Thursday 23 October 2014

Long-distance runners lap up miles for the love of it

Young woman running outdoors in a city park

Although many people begin running as a practical path to weight loss or fitness, for many it becomes a love affair as the miles increase.





Tom Holland, running coach and author of "The Marathon Method," tells his clients that running for 3 miles (4.8 kilometers) was horrible for him too, but farther down the road things changed.



"It happens for different people at different times and different distances: that runner's high," he said in an interview.



Holland calls it a cardiovascular turning point where the run becomes exponentially easier.



"There's a point where the run becomes enjoyable," he said. "Whether this happens at 8 (12.8 kilometers) or 10 or 12 miles down the road, it will happen," he said.



A veteran of 60 marathons, Holland was set to run his ninth New York City Marathon earlier this month, until the 26.2-mile (42.2-kilometer) race was canceled in the wake of Superstorm Sandy.



"Over 100,000 people apply to the New York City Marathon each year," he said. "There must be something there that people want."



Gregory Chertok, a sports psychologist with the American College of Sports Medicine, said many people are drawn to running because it's an uncomplicated activity.



"Put one foot in front of the other and when you work hard, you improve," Chertok said. "Not everything in life is so simple.
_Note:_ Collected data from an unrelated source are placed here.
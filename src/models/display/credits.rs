//! Compute credits view: balance, pricing notes and transactions

use colored::Colorize;
use serde::Serialize;

use super::transaction::TransactionsView;
use crate::cli::OutputFormat;
use crate::client::models::{OrganizationInfo, Transaction};
use crate::error::Result;
use crate::output::table::{FieldRow, format_table};
use crate::output::{Formattable, json};

/// Where compute credit pricing is documented
pub const PRICING_DOCS_URL: &str = "https://cirrus-ci.org/pricing/#compute-credits";

/// What compute credits buy
pub const PRICING_NOTES: [&str; 5] = [
    "1 compute credit can be bought for 1 US dollar.",
    "1000 minutes of 1 virtual CPU for Linux: 5 compute credits",
    "1000 minutes of 1 virtual CPU for Windows: 10 compute credits",
    "1000 minutes of 1 CPU with hyper-threading (comparable to 2 vCPUs) for macOS: 30 compute credits",
    "All tasks using compute credits are charged on a per-second basis.",
];

/// Compute credits of one organization.
#[derive(Debug, Clone, Serialize)]
pub struct CreditsView {
    pub organization: String,
    pub balance_in_credits: String,
    #[serde(flatten)]
    pub transactions: TransactionsView,
}

impl CreditsView {
    pub fn new<'a>(
        info: &OrganizationInfo,
        transactions: impl IntoIterator<Item = &'a Transaction>,
        end_cursor: Option<&str>,
        has_next_page: bool,
    ) -> Self {
        Self {
            organization: info.name.clone(),
            balance_in_credits: info.balance_display().to_string(),
            transactions: TransactionsView::new(transactions, end_cursor, has_next_page),
        }
    }

    fn render_pretty(&self) -> Result<String> {
        let mut out = format!(
            "{}\n\nYou have {} compute credits left.\n\n",
            "Compute Credits".bold(),
            self.balance_in_credits.yellow().bold()
        );

        for note in PRICING_NOTES {
            out.push_str(&format!("  • {}\n", note));
        }
        out.push_str(&format!("{} {}\n\n", "Docs:".dimmed(), PRICING_DOCS_URL));

        out.push_str(&self.transactions.format(OutputFormat::Pretty)?);
        Ok(out)
    }
}

impl Formattable for CreditsView {
    fn format(&self, format: OutputFormat) -> Result<String> {
        match format {
            OutputFormat::Json => Ok(json::format_json(self)?),
            OutputFormat::Table => {
                let summary = format_table(&[
                    FieldRow::new("Organization", self.organization.as_str()),
                    FieldRow::new("Balance", self.balance_in_credits.as_str()),
                ]);
                let transactions = self.transactions.format(OutputFormat::Table)?;
                Ok(format!("{}\n{}", summary, transactions))
            }
            OutputFormat::Pretty => self.render_pretty(),
        }
    }
}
You could spend 10 years in a ballet studio and not become a ballerina."



Few runners enter a marathon to win it, he said.
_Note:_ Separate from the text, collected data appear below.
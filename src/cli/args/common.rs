//! Common CLI types shared across commands

use std::str::FromStr;

/// Output format options
#[derive(Debug, Clone, Copy, Default, PartialEq, Eq, clap::ValueEnum)]
pub enum OutputFormat {
    /// Pretty format - human-optimized rich formatting (default)
    #[default]
    Pretty,
    /// Table format - one row per entry
    Table,
    /// JSON format - structured for scripts
    Json,
}

impl FromStr for OutputFormat {
    type Err = String;

    /// Parse the `preferences.format` value from the config file.
    fn from_str(s: &str) -> Result<Self, Self::Err> {
        <Self as clap::ValueEnum>::from_str(s, true)
    }
}
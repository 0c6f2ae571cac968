//! Organization command implementations

use colored::Colorize;
use log::debug;

use crate::cli::{CommandContext, GlobalOptions};
use crate::client::{CirrusApi, CirrusClient};
use crate::config::Config;
use crate::error::Result;
use crate::models::{OrgSettingsView, Routes};
use crate::output::Formattable;

/// Run the org set command
pub async fn set(opts: &GlobalOptions, organization: &str) -> Result<()> {
    let mut config = Config::load_at(opts.config_ref())?;
    config.validate_auth()?;

    let api_host = opts.api_host_ref().unwrap_or(config.api_host()).to_string();
    let client = CirrusClient::with_host(config.api_token.clone(), Some(api_host))?;

    println!("Verifying organization...");
    let info = client.organization_info(organization).await?;

    config.organization = Some(info.name.clone());
    config.save_at(opts.config_ref())?;

    println!(
        "{} Set default organization to: {}",
        "✓".green(),
        info.name.bold()
    );

    Ok(())
}

/// Run the org settings command
pub async fn settings(opts: &GlobalOptions) -> Result<()> {
    let ctx = CommandContext::new(opts)?;
    let organization = ctx.require_organization()?;

    let spinner = ctx.spinner("Loading organization settings...");
    let view = load_settings(&*ctx.client, organization, &ctx.routes()).await;
    if let Some(spinner) = spinner {
        spinner.finish_and_clear();
    }

    view?.print(ctx.format)
}

pub(crate) async fn load_settings<C: CirrusApi + ?Sized>(
    client: &C,
    organization: &str,
    routes: &Routes<'_>,
) -> Result<OrgSettingsView> {
    debug!("Fetching settings for organization {}", organization);
    let info = client.organization_info(organization).await?;
    Ok(OrgSettingsView::new(&info, routes))
}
"It's so rare in sporting culture for those who aren't physically or aerobically gifted to feel included in something that's competitive but not exclusive."



While it's tough to categorize athletes, Chertok said, long-distance running seems to be appreciated by those who enjoy solitude - or periods of solitude - and are OK with monotony.



Chertok differentiates external from internal motivation and said studies show that people who set goals based on intrinsic motivation are more successful.



"People run with the initial goal of losing weight or getting fit, which are external goals, but during training they realize they love running, so they end up running for internal reasons," he said.



Most sports medicine practitioners would agree that people are born to be mobile, he said, but not necessarily to run long distances.



"Physicians will deter people from running marathon distances, but it's such a powerful allure that it becomes greater than risk of hamstring injury," he said.



Richard Finn, spokesman for New York Road Runners, organizers of the New York City Marathon, agrees that long distances do not suit everyone.